Another aspect to be considered is the indirect effect of ARB’s wavering on their current and future WCI trading partners. The Californian market in both size and leading nature must be considered the engine room of the WCI Cap-and-Trade program; for the foreseeable future its emissions market will be larger than all of its partners and future partners combined. A Californian exit would very possibly spell the end of the WCI trading endeavour as we know it. In a dual Quebec-Ontario market, Ontario’s ultra-aggressive emission reduction schedule would lead to economically and politically non-viable carbon prices for both states (see page 11 onwards of CaliforniaCarbon.info’s Ontario Impact forecast for more context). Ontario was only able to design in it’s current ambitious reduction targets due to the concrete expectation of access to the existing Californian, and to a lesser degree Québécois, surplus. This is in brief is why more wavering from ARB could have fundamental ramifications for Ontario’s prospective entry into the WCI trading program.
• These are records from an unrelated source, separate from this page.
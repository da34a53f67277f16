//! Replay system for recording and playing back matches.
//!
//! A replay stores the match setup and every input the driver fed the
//! simulation, in order. Because the simulation is deterministic, playing
//! the inputs back reproduces the match exactly.

use std::path::Path;

use serde::{Deserialize, Serialize};

use crate::arena::Arena;
use crate::error::{GameError, Result};
use crate::input::InputIntents;
use crate::simulation::{MatchSetup, Simulation};

/// Replay file format version for compatibility.
pub const REPLAY_VERSION: u32 = 1;

/// One recorded driver action.
#[derive(Debug, Clone, Copy, PartialEq, Eq, Serialize, Deserialize)]
pub enum ReplayInput {
    /// A tick with the intents and arena the driver supplied.
    Tick {
        /// Sampled intents.
        intents: InputIntents,
        /// Arena bounds for this tick.
        arena: Arena,
    },
    /// A restart request.
    Restart,
}

/// Complete replay data structure.
#[derive(Debug, Clone, PartialEq, Eq, Serialize, Deserialize)]
pub struct Replay {
    /// Replay format version.
    pub version: u32,
    /// Setup the match started from.
    pub setup: MatchSetup,
    /// Driver inputs in the order they were applied.
    pub inputs: Vec<ReplayInput>,
    /// Match tick when recording stopped.
    pub final_tick: u64,
    /// State hash when recording stopped.
    pub final_hash: u64,
}

impl Replay {
    /// Start an empty replay for a match with the given setup.
    #[must_use]
    pub fn new(setup: MatchSetup) -> Self {
        Self {
            version: REPLAY_VERSION,
            setup,
            inputs: Vec::new(),
            final_tick: 0,
            final_hash: 0,
        }
    }

    /// Record one tick's input.
    pub fn record_tick(&mut self, intents: InputIntents, arena: Arena) {
        self.inputs.push(ReplayInput::Tick { intents, arena });
    }

    /// Record a restart request.
    pub fn record_restart(&mut self) {
        self.inputs.push(ReplayInput::Restart);
    }

    /// Store the end state for later verification.
    pub fn finalize(&mut self, sim: &Simulation) {
        self.final_tick = sim.get_tick();
        self.final_hash = sim.state_hash();
    }

    /// Number of recorded ticks.
    #[must_use]
    pub fn tick_count(&self) -> usize {
        self.inputs
            .iter()
            .filter(|input| matches!(input, ReplayInput::Tick { .. }))
            .count()
    }

    /// Re-run every recorded input on a fresh simulation.
    #[must_use]
    pub fn play(&self) -> Simulation {
        let mut sim = Simulation::with_setup(self.setup.clone());
        for input in &self.inputs {
            match input {
                ReplayInput::Tick { intents, arena } => {
                    sim.tick(intents, *arena);
                }
                ReplayInput::Restart => {
                    sim.restart();
                }
            }
        }
        sim
    }

    /// Play the replay and check it reproduces the recorded end state.
    ///
    /// # Errors
    ///
    /// Returns [`GameError::ReplayDiverged`] if the final hash differs.
    pub fn verify(&self) -> Result<Simulation> {
        let sim = self.play();
        let actual_hash = sim.state_hash();
        if actual_hash != self.final_hash || sim.get_tick() != self.final_tick {
            return Err(GameError::ReplayDiverged {
                tick: sim.get_tick(),
                expected_hash: self.final_hash,
                actual_hash,
            });
        }
        tracing::debug!(tick = sim.get_tick(), hash = actual_hash, "Replay verified");
        Ok(sim)
    }

    /// Save the replay to a file.
    ///
    /// # Errors
    /// Returns an error if serialization or file writing fails.
    pub fn save<P: AsRef<Path>>(&self, path: P) -> Result<()> {
        let path = path.as_ref();
        let bytes = bincode::serialize(self).map_err(|e| GameError::encode("replay", &e))?;
        std::fs::write(path, bytes).map_err(|source| GameError::Io {
            path: path.display().to_string(),
            source,
        })
    }

    /// Load a replay from a file.
    ///
    /// # Errors
    /// Returns an error if file reading, deserialization or the version
    /// check fails.
    pub fn load<P: AsRef<Path>>(path: P) -> Result<Self> {
        let path = path.as_ref();
        let bytes = std::fs::read(path).map_err(|source| GameError::Io {
            path: path.display().to_string(),
            source,
        })?;
        let replay: Self =
            bincode::deserialize(&bytes).map_err(|e| GameError::decode("replay", &e))?;

        if replay.version != REPLAY_VERSION {
            return Err(GameError::ReplayVersionMismatch {
                expected: REPLAY_VERSION,
                found: replay.version,
            });
        }

        Ok(replay)
    }
}
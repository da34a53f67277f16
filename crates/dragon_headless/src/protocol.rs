//! JSON protocol for headless match control.
//!
//! The headless runner communicates via JSON lines (one JSON object per line):
//!
//! **Input (stdin):** Commands from the controller
//! **Output (stdout):** Match state updates and responses
//!
//! # Protocol Flow
//!
//! 1. Runner starts, outputs `{"type":"ready","version":"1.0","tick":0}`
//! 2. Controller presses and releases keys, then asks for ticks
//! 3. Held keys are sampled once per tick, exactly like the window driver
//! 4. When a dragon falls, the runner outputs a `game_over` line
//!
//! # Example Session
//!
//! ```text
//! <- {"type":"ready","version":"1.0","tick":0}
//! -> {"cmd":"key_down","key":"d"}
//! <- {"type":"ack","cmd":"key_down"}
//! -> {"cmd":"tick","count":144}
//! <- {"type":"ticked","tick":144,"hits":[]}
//! -> {"cmd":"key_up","key":"d"}
//! <- {"type":"ack","cmd":"key_up"}
//! -> {"cmd":"query"}
//! <- {"type":"state","snapshot":{...},"hash":1234}
//! ```

use dragon_core::input::{ActorIntents, Key};
use dragon_core::simulation::HitEvent;
use dragon_core::snapshot::MatchSnapshot;
use serde::{Deserialize, Serialize};

/// Protocol version reported in the ready line.
pub const PROTOCOL_VERSION: &str = "1.0";

// ============================================================================
// Input Commands (Controller -> Runner)
// ============================================================================

/// Commands that can be sent to the headless runner.
#[derive(Debug, Clone, PartialEq, Eq, Serialize, Deserialize)]
#[serde(tag = "cmd", rename_all = "snake_case")]
pub enum Command {
    /// Press and hold a key.
    KeyDown { key: Key },

    /// Release a held key.
    KeyUp { key: Key },

    /// Release every held key.
    ReleaseAll,

    /// Advance N ticks, sampling held keys before each one.
    Tick {
        #[serde(default = "default_tick_count")]
        count: u32,
    },

    /// Advance N ticks with explicit intents, ignoring held keys.
    Step {
        #[serde(default)]
        first: ActorIntents,
        #[serde(default)]
        second: ActorIntents,
        #[serde(default = "default_tick_count")]
        count: u32,
    },

    /// Change the arena bounds used for subsequent ticks.
    Resize { width: i32, height: i32 },

    /// Restart a finished match.
    Restart,

    /// Query current match state without advancing time.
    Query,

    /// Report the current state hash.
    Hash,

    /// Quit the runner.
    Quit,
}

fn default_tick_count() -> u32 {
    1
}

// ============================================================================
// Output Responses (Runner -> Controller)
// ============================================================================

/// Responses sent from the headless runner.
#[derive(Debug, Clone, PartialEq, Eq, Serialize, Deserialize)]
#[serde(tag = "type", rename_all = "snake_case")]
pub enum Response {
    /// Runner is ready to accept commands.
    Ready { version: String, tick: u64 },

    /// Acknowledgment of a command.
    Ack { cmd: String },

    /// Error processing a command.
    Error {
        message: String,
        cmd: Option<String>,
    },

    /// Result of a tick or step command.
    Ticked { tick: u64, hits: Vec<HitEvent> },

    /// Full match state.
    State { snapshot: MatchSnapshot, hash: u64 },

    /// A dragon fell and the match is over.
    GameOver {
        winner: String,
        tick: u64,
        double_knockout: bool,
    },

    /// State hash for determinism verification.
    StateHash { tick: u64, hash: u64 },

    /// Goodbye message before shutdown.
    Bye,
}

// ============================================================================
// Helpers
// ============================================================================

impl Response {
    /// Create a ready response.
    pub fn ready(tick: u64) -> Self {
        Self::Ready {
            version: PROTOCOL_VERSION.to_string(),
            tick,
        }
    }

    /// Create an acknowledgment.
    pub fn ack(cmd: &str) -> Self {
        Self::Ack {
            cmd: cmd.to_string(),
        }
    }

    /// Create an error response.
    pub fn error(message: impl Into<String>, cmd: Option<&str>) -> Self {
        Self::Error {
            message: message.into(),
            cmd: cmd.map(String::from),
        }
    }

    /// Serialize to JSON line (with newline).
    pub fn to_json_line(&self) -> String {
        let mut json = serde_json::to_string(self).unwrap_or_else(|e| {
            format!(
                r#"{{"type":"error","message":"Serialization failed: {}"}}"#,
                e
            )
        });
        json.push('\n');
        json
    }
}

impl Command {
    /// Parse from a JSON line.
    pub fn from_json(json: &str) -> Result<Self, serde_json::Error> {
        serde_json::from_str(json)
    }

    /// Get command name for acknowledgment.
    pub fn name(&self) -> &'static str {
        match self {
            Self::KeyDown { .. } => "key_down",
            Self::KeyUp { .. } => "key_up",
            Self::ReleaseAll => "release_all",
            Self::Tick { .. } => "tick",
            Self::Step { .. } => "step",
            Self::Resize { .. } => "resize",
            Self::Restart => "restart",
            Self::Query => "query",
            Self::Hash => "hash",
            Self::Quit => "quit",
        }
    }
}

#[cfg(test)]
mod tests {
    use super::*;
    use dragon_core::simulation::Simulation;

    #[test]
    fn test_parse_key_commands() {
        let down = Command::from_json(r#"{"cmd":"key_down","key":"space"}"#).unwrap();
        assert_eq!(down, Command::KeyDown { key: Key::Space });

        let up = Command::from_json(r#"{"cmd":"key_up","key":"w"}"#).unwrap();
        assert_eq!(up, Command::KeyUp { key: Key::W });
    }

    #[test]
    fn test_default_tick_count() {
        let cmd = Command::from_json(r#"{"cmd":"tick"}"#).unwrap();
        assert_eq!(cmd, Command::Tick { count: 1 });
    }

    #[test]
    fn test_parse_sparse_step() {
        let cmd = Command::from_json(r#"{"cmd":"step","first":{"attack":true},"count":3}"#)
            .unwrap();
        assert_eq!(
            cmd,
            Command::Step {
                first: ActorIntents::attack(),
                second: ActorIntents::IDLE,
                count: 3,
            }
        );
    }

    #[test]
    fn test_unknown_key_is_rejected() {
        assert!(Command::from_json(r#"{"cmd":"key_down","key":"f13"}"#).is_err());
    }

    #[test]
    fn test_serialize_state_response() {
        let resp = Response::State {
            snapshot: Simulation::new().snapshot(),
            hash: 12345,
        };
        let json = resp.to_json_line();
        assert!(json.ends_with('\n'));
        assert!(json.contains(r#""type":"state""#));
        assert!(json.contains(r#""name":"Red Dragon""#));
        assert!(json.contains(r#""health_band":"healthy""#));
    }

    #[test]
    fn test_command_names() {
        assert_eq!(Command::Restart.name(), "restart");
        assert_eq!(Command::Tick { count: 5 }.name(), "tick");
    }
}
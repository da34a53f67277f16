//! Headless runner implementation.
//!
//! Plays the role of the window driver: holds the keyboard state, samples
//! it once per tick, and feeds the simulation. Commands arrive as JSON
//! lines and every command produces one or more JSON responses.

use std::io::{self, BufRead, Write};

use dragon_core::arena::Arena;
use dragon_core::input::{ControlScheme, HeldKeys, InputIntents, Key};
use dragon_core::replay::Replay;
use dragon_core::simulation::{MatchSetup, Simulation, TickEvents};
use tracing::{debug, info, warn};

use crate::protocol::{Command, Response};
use crate::scenario::Scenario;

/// Headless runner configuration.
#[derive(Debug, Clone, Default)]
pub struct HeadlessConfig {
    /// Output state after every tick command (vs only on query).
    pub auto_state_output: bool,
    /// Record every input into a replay.
    pub record_replay: bool,
}

/// Headless runner for externally controlled matches.
#[derive(Debug)]
pub struct HeadlessRunner {
    config: HeadlessConfig,
    sim: Simulation,
    held: HeldKeys,
    controls: ControlScheme,
    arena: Arena,
    replay: Option<Replay>,
}

impl Default for HeadlessRunner {
    fn default() -> Self {
        Self::new()
    }
}

impl HeadlessRunner {
    /// Create a new headless runner with default config.
    #[must_use]
    pub fn new() -> Self {
        Self::with_config(HeadlessConfig::default())
    }

    /// Create a runner with custom configuration.
    #[must_use]
    pub fn with_config(config: HeadlessConfig) -> Self {
        Self::build(config, MatchSetup::default(), Arena::default())
    }

    /// Create a runner using a scenario's arena and sprite sizes.
    ///
    /// The scenario's script is not played; the controller drives the match.
    #[must_use]
    pub fn from_scenario(config: HeadlessConfig, scenario: &Scenario) -> Self {
        Self::build(config, scenario.setup(), scenario.arena())
    }

    fn build(config: HeadlessConfig, setup: MatchSetup, arena: Arena) -> Self {
        let replay = config.record_replay.then(|| Replay::new(setup.clone()));
        Self {
            config,
            sim: Simulation::with_setup(setup),
            held: HeldKeys::new(),
            controls: ControlScheme::default(),
            arena,
            replay,
        }
    }

    /// Current simulation.
    #[must_use]
    pub fn simulation(&self) -> &Simulation {
        &self.sim
    }

    /// Current arena bounds.
    #[must_use]
    pub const fn arena(&self) -> Arena {
        self.arena
    }

    /// Keys currently held.
    #[must_use]
    pub fn held_keys(&self) -> &HeldKeys {
        &self.held
    }

    /// Stop recording and return the finished replay, if recording.
    pub fn take_replay(&mut self) -> Option<Replay> {
        let mut replay = self.replay.take()?;
        replay.finalize(&self.sim);
        Some(replay)
    }

    /// Process one command and return its responses.
    pub fn handle(&mut self, cmd: Command) -> Vec<Response> {
        let name = cmd.name();
        match cmd {
            Command::KeyDown { key } => self.key_down(key),
            Command::KeyUp { key } => {
                self.held.release(key);
                vec![Response::ack(name)]
            }
            Command::ReleaseAll => {
                self.held.clear();
                vec![Response::ack(name)]
            }
            Command::Tick { count } => self.advance(count, None),
            Command::Step {
                first,
                second,
                count,
            } => self.advance(count, Some(InputIntents::new(first, second))),
            Command::Resize { width, height } => {
                if width <= 0 || height <= 0 {
                    warn!("Rejected arena resize to {}x{}", width, height);
                    return vec![Response::error(
                        format!("arena must be positive, got {width}x{height}"),
                        Some(name),
                    )];
                }
                self.arena = Arena::new(width, height);
                debug!("Arena resized to {}x{}", width, height);
                vec![Response::ack(name)]
            }
            Command::Restart => {
                if self.try_restart() {
                    vec![self.state_response()]
                } else {
                    vec![Response::error("match is still running", Some(name))]
                }
            }
            Command::Query => vec![self.state_response()],
            Command::Hash => vec![Response::StateHash {
                tick: self.sim.get_tick(),
                hash: self.sim.state_hash(),
            }],
            Command::Quit => vec![Response::Bye],
        }
    }

    /// Run the command loop until `quit` or end of input.
    ///
    /// # Errors
    ///
    /// Returns an error if reading input or writing output fails.
    pub fn run<R: BufRead, W: Write>(&mut self, input: R, mut output: W) -> io::Result<()> {
        info!("Headless runner started");
        output.write_all(Response::ready(self.sim.get_tick()).to_json_line().as_bytes())?;
        output.flush()?;

        for line in input.lines() {
            let line = line?;
            let line = line.trim();
            if line.is_empty() {
                continue;
            }

            let responses = match Command::from_json(line) {
                Ok(cmd) => {
                    debug!("Received command: {}", cmd.name());
                    self.handle(cmd)
                }
                Err(e) => {
                    warn!("Failed to parse command: {}", e);
                    vec![Response::error(format!("Invalid command: {e}"), None)]
                }
            };

            let quit = responses.iter().any(|r| matches!(r, Response::Bye));
            for response in &responses {
                output.write_all(response.to_json_line().as_bytes())?;
            }
            output.flush()?;

            if quit {
                info!("Quit command received");
                break;
            }
        }

        Ok(())
    }

    fn key_down(&mut self, key: Key) -> Vec<Response> {
        let newly_pressed = self.held.press(key);
        let mut responses = vec![Response::ack("key_down")];
        if newly_pressed && self.controls.is_restart(key) && self.try_restart() {
            responses.push(self.state_response());
        }
        responses
    }

    fn try_restart(&mut self) -> bool {
        if !self.sim.restart() {
            return false;
        }
        if let Some(replay) = &mut self.replay {
            replay.record_restart();
        }
        info!("Match restarted");
        true
    }

    fn advance(&mut self, count: u32, explicit: Option<InputIntents>) -> Vec<Response> {
        let mut hits = Vec::new();
        let mut responses = Vec::new();

        for _ in 0..count {
            if self.sim.is_over() {
                break;
            }
            let intents = explicit.unwrap_or_else(|| self.controls.sample(&self.held));
            let events = self.step(intents);
            hits.extend(events.hits);
            if let Some(result) = events.result {
                let winner = self.sim.actor(result.winner).name().to_string();
                responses.push(Response::GameOver {
                    winner,
                    tick: result.tick,
                    double_knockout: result.double_knockout,
                });
            }
        }

        responses.insert(
            0,
            Response::Ticked {
                tick: self.sim.get_tick(),
                hits,
            },
        );
        if self.config.auto_state_output {
            responses.push(self.state_response());
        }
        responses
    }

    fn step(&mut self, intents: InputIntents) -> TickEvents {
        if let Some(replay) = &mut self.replay {
            replay.record_tick(intents, self.arena);
        }
        self.sim.tick(&intents, self.arena)
    }

    fn state_response(&self) -> Response {
        Response::State {
            snapshot: self.sim.snapshot(),
            hash: self.sim.state_hash(),
        }
    }
}

#[cfg(test)]
mod tests {
    use super::*;
    use dragon_core::actor::ActorSlot;

    #[test]
    fn test_held_key_moves_every_tick() {
        let mut runner = HeadlessRunner::new();
        runner.handle(Command::KeyDown { key: Key::D });
        runner.handle(Command::Tick { count: 10 });
        let first = runner.simulation().actor(ActorSlot::First);
        assert_eq!(first.position().x, 150);

        runner.handle(Command::KeyUp { key: Key::D });
        runner.handle(Command::Tick { count: 10 });
        assert_eq!(runner.simulation().actor(ActorSlot::First).position().x, 150);
    }

    #[test]
    fn test_restart_rejected_while_running() {
        let mut runner = HeadlessRunner::new();
        let responses = runner.handle(Command::Restart);
        assert!(matches!(responses[0], Response::Error { .. }));
    }

    #[test]
    fn test_resize_rejects_non_positive() {
        let mut runner = HeadlessRunner::new();
        let responses = runner.handle(Command::Resize {
            width: 0,
            height: 700,
        });
        assert!(matches!(responses[0], Response::Error { .. }));
        assert_eq!(runner.arena(), Arena::default());
    }

    #[test]
    fn test_ticked_reports_tick() {
        let mut runner = HeadlessRunner::new();
        let responses = runner.handle(Command::Tick { count: 3 });
        assert_eq!(
            responses,
            vec![Response::Ticked {
                tick: 3,
                hits: Vec::new()
            }]
        );
    }
}
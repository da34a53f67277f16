//! Headless duel runner for scripted testing and CI verification.
//!
//! This crate drives the duel without a window, controlled via JSON
//! commands on stdin, with match state output on stdout. This enables:
//!
//! - **Bot testing**: An agent can play either dragon without graphics
//! - **CI verification**: Automated testing of match logic and determinism
//! - **Replay verification**: Check that replays produce identical results
//!
//! # Protocol
//!
//! Communication uses JSON lines (one JSON object per line):
//!
//! - **stdin**: Commands from controller (key_down, tick, query, etc.)
//! - **stdout**: State updates and responses (JSON)
//! - **stderr**: Debug logs (human-readable)
//!
//! See [`protocol`] module for the full command/response specification.
//!
//! # Example
//!
//! ```bash
//! # Run interactively
//! echo '{"cmd":"tick","count":60}' | cargo run -p dragon_headless -- run
//!
//! # Play a scripted scenario
//! cargo run -p dragon_headless -- play --scenario crates/dragon_headless/scenarios/duel.ron
//!
//! # Verify a recorded replay
//! cargo run -p dragon_headless -- replay --file duel.bin --verify
//! ```

pub mod game_runner;
pub mod protocol;
pub mod runner;
pub mod scenario;

pub use game_runner::{GameRunner, ScenarioOutcome, ScenarioRun};
pub use protocol::{Command, Response};
pub use runner::{HeadlessConfig, HeadlessRunner};
pub use scenario::{Scenario, ScenarioError, ScriptStep};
Additionally, the Environmental Justice Advisory Committee seems to have had a significant bearing on this paper; much of the active resistance to Cap-and-Trade (or at the very least unwillingness to accept it) has come from this group over the last six months. Presumably, the outcomes of their community and committee meetings scheduled over the Summer will continue to influence the Scoping Plan in development. Thus scrutinizing the progress of EJAC’s Summer activities may well prove be a valuable exercise in uncovering clues to the outcome of the eventual Plan itself.
In sum, it is very easy to understand the motives for ARB’s evasive tactics, yet far harder to agree with them and the dangers such prevarication can cause.